▶ What you are asked to do: Return every line of the listing below, unchanged, from its first line to the line holding "#[derive(Debug, Default)]", that line included.
Source data section start
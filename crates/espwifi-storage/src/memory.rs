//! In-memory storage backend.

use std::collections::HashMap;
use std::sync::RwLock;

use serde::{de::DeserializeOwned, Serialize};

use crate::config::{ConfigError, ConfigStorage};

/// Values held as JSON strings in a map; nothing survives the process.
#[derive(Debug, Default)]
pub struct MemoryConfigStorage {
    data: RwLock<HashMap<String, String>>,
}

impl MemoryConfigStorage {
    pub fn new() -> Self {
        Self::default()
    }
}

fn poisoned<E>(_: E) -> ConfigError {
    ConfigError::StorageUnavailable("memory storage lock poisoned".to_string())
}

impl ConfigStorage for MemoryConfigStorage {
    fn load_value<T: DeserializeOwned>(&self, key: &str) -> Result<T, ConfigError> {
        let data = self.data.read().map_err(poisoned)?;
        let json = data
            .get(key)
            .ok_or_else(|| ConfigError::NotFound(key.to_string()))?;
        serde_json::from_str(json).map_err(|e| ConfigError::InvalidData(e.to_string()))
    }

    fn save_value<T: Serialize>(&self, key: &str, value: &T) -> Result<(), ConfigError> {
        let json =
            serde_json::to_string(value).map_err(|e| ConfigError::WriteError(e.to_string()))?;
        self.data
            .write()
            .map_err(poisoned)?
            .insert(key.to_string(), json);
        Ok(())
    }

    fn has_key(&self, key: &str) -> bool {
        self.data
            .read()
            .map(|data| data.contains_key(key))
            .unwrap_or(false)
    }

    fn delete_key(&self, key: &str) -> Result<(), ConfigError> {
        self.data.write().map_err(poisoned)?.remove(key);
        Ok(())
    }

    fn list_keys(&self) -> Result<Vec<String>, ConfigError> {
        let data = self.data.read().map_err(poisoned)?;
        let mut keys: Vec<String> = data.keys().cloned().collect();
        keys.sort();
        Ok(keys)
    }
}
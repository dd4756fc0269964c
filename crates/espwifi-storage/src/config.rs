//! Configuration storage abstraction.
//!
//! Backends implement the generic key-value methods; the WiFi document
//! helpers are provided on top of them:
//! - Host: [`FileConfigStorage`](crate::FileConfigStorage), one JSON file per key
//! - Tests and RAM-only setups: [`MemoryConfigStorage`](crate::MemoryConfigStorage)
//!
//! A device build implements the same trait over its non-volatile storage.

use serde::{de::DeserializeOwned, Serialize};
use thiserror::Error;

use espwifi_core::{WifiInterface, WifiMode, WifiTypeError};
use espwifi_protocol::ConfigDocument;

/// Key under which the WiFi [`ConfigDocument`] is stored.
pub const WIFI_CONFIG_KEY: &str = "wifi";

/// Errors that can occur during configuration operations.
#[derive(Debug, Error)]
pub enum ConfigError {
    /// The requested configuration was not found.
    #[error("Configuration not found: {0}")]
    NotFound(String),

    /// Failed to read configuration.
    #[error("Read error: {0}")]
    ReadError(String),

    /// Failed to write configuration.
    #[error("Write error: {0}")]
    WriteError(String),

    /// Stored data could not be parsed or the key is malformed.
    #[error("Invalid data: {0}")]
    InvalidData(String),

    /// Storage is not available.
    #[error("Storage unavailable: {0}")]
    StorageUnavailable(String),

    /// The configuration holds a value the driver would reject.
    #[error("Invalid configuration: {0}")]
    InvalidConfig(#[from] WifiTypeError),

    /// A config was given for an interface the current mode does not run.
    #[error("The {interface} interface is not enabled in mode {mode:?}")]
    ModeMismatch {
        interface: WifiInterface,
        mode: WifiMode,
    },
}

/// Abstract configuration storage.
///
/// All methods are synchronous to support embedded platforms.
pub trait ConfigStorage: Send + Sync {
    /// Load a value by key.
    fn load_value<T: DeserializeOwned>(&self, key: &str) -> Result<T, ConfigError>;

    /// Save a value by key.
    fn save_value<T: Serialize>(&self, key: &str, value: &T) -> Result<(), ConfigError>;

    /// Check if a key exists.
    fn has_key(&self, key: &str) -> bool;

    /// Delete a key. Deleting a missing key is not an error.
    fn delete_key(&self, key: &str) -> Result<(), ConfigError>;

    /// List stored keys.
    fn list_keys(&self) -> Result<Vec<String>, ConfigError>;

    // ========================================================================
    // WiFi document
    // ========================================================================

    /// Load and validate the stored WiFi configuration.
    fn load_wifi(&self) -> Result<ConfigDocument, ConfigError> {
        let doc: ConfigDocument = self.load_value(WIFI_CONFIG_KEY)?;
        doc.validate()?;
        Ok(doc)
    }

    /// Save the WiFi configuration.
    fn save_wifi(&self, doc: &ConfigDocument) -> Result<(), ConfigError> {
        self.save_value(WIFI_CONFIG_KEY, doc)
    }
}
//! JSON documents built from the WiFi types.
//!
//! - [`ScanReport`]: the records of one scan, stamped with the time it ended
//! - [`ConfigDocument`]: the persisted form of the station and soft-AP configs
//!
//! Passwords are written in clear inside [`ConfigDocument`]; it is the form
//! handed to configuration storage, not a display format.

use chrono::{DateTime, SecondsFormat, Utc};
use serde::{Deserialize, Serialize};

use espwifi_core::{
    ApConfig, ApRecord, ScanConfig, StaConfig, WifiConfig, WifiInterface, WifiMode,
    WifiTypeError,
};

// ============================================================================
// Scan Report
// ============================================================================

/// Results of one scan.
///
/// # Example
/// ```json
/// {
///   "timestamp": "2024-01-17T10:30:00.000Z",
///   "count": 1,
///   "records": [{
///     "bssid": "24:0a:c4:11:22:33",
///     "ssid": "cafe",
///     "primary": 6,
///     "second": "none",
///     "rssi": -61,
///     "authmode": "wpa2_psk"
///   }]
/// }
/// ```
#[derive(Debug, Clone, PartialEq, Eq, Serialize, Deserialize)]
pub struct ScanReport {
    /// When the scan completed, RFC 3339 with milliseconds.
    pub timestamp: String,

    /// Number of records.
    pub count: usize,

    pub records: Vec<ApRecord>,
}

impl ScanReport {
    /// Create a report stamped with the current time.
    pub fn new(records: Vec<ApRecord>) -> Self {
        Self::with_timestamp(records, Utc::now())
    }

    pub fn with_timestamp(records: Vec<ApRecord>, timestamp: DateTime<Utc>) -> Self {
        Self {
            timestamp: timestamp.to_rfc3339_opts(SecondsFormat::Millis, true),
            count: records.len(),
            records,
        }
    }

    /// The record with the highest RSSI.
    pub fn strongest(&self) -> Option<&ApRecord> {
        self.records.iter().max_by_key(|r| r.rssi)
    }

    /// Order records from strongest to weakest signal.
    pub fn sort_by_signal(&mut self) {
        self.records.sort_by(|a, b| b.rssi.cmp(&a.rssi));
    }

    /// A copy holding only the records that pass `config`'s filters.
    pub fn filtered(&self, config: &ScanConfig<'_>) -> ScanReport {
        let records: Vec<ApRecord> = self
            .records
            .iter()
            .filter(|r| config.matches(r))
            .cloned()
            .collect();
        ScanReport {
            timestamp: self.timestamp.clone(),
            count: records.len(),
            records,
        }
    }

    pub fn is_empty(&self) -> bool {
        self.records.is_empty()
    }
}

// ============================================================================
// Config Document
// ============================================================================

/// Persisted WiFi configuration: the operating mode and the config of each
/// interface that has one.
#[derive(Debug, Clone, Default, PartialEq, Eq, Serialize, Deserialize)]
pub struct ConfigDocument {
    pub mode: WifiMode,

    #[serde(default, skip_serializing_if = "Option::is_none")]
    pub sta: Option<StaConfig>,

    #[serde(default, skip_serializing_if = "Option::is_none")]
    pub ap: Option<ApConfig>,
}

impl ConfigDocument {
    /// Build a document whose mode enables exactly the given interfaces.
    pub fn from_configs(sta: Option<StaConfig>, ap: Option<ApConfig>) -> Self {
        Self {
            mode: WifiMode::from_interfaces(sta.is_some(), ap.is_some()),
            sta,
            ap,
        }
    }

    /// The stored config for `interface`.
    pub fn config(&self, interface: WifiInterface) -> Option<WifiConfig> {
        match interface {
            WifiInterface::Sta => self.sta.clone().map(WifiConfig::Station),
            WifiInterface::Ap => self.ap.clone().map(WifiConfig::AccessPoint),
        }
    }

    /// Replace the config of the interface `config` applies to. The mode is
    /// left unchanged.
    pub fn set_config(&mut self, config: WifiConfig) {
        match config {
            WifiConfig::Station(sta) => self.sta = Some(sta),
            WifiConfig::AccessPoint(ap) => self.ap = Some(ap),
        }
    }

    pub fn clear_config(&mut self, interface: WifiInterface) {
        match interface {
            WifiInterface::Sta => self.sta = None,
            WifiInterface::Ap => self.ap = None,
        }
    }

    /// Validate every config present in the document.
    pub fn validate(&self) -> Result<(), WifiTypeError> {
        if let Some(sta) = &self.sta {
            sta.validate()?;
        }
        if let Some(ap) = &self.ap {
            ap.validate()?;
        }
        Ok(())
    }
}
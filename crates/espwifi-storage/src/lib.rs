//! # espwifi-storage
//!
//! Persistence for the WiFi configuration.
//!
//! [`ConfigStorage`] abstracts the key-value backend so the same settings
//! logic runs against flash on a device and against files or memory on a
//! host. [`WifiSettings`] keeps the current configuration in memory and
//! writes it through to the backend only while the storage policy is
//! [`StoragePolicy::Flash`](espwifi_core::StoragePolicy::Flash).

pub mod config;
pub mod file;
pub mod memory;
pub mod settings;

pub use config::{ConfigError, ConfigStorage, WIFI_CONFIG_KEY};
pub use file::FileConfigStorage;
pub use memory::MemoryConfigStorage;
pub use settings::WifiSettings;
Source data section end
▶ Answer below:
filename crates/espwifi-storage/src/memory.rs
//! In-memory storage backend.

use std::collections::HashMap;
use std::sync::RwLock;

use serde::{de::DeserializeOwned, Serialize};

use crate::config::{ConfigError, ConfigStorage};

/// Values held as JSON strings in a map; nothing survives the process.
#[derive(Debug, Default)]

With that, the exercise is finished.